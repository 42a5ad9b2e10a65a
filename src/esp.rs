//! ESP32-S3 backend
//!
//! GPIOs are handed over as esp-hal `Flex` pins so the driver can switch the
//! signal pin between input and output at run time. Time comes from the
//! embassy time driver set up by `esp-hal-embassy`.
//!
//! The ESP32-S3 converter is typed per pin in esp-hal, so analog reads are not
//! wired up here; pair [`EspPins`] with [`crate::hal::NoAnalog`].

use embassy_time::Instant;
use esp_hal::gpio::{Flex, Level, Pull};
use heapless::Vec;

use crate::hal::{Clock, Direction, PinBank};

/// Pin bank over up to `N` flexible GPIOs, keyed by GPIO number.
pub struct EspPins<'d, const N: usize> {
    pins: Vec<(u8, Flex<'d>), N>,
}

impl<'d, const N: usize> Default for EspPins<'d, N> {
    fn default() -> Self {
        Self::new()
    }
}

impl<'d, const N: usize> EspPins<'d, N> {
    pub fn new() -> Self {
        Self { pins: Vec::new() }
    }

    /// Register `pin` as GPIO number `gpio`.
    ///
    /// Hands the pin back if the bank is full.
    pub fn add(&mut self, gpio: u8, pin: Flex<'d>) -> Result<(), Flex<'d>> {
        self.pins.push((gpio, pin)).map_err(|(_, pin)| pin)
    }

    fn get(&self, gpio: u8) -> Option<&Flex<'d>> {
        let found = self.pins.iter().find(|(id, _)| *id == gpio).map(|(_, pin)| pin);
        if found.is_none() {
            log::warn!("gpio{} is not managed by this pin bank", gpio);
        }
        found
    }

    fn get_mut(&mut self, gpio: u8) -> Option<&mut Flex<'d>> {
        let found = self
            .pins
            .iter_mut()
            .find(|(id, _)| *id == gpio)
            .map(|(_, pin)| pin);
        if found.is_none() {
            log::warn!("gpio{} is not managed by this pin bank", gpio);
        }
        found
    }
}

impl<'d, const N: usize> PinBank for EspPins<'d, N> {
    fn init(&mut self, gpio: u8) {
        // esp-hal hands pins over already routed to GPIO
        if let Some(pin) = self.get_mut(gpio) {
            pin.set_as_input(Pull::None);
        }
    }

    fn set_direction(&mut self, gpio: u8, direction: Direction) {
        if let Some(pin) = self.get_mut(gpio) {
            match direction {
                Direction::Input => pin.set_as_input(Pull::None),
                Direction::Output => pin.set_as_output(),
            }
        }
    }

    fn set_level(&mut self, gpio: u8, high: bool) {
        if let Some(pin) = self.get_mut(gpio) {
            pin.set_level(Level::from(high));
        }
    }

    fn level(&self, gpio: u8) -> bool {
        self.get(gpio).is_some_and(|pin| pin.is_high())
    }

    fn enable_pull_up(&mut self, gpio: u8) {
        if let Some(pin) = self.get_mut(gpio) {
            pin.set_as_input(Pull::Up);
        }
    }
}

/// Clock backed by the embassy time driver.
#[derive(Debug, Default, Clone, Copy)]
pub struct EmbassyClock;

impl Clock for EmbassyClock {
    fn now(&self) -> Instant {
        Instant::now()
    }
}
# # # # # # #
» **WHAT IS NEEDED**
All that is wanted is the line with "impl Clock for" and every later line in the entries, reproduced exactly.

» **RESPONSE**
impl Clock for EmbassyClock {
    fn now(&self) -> Instant {
        Instant::now()
    }
}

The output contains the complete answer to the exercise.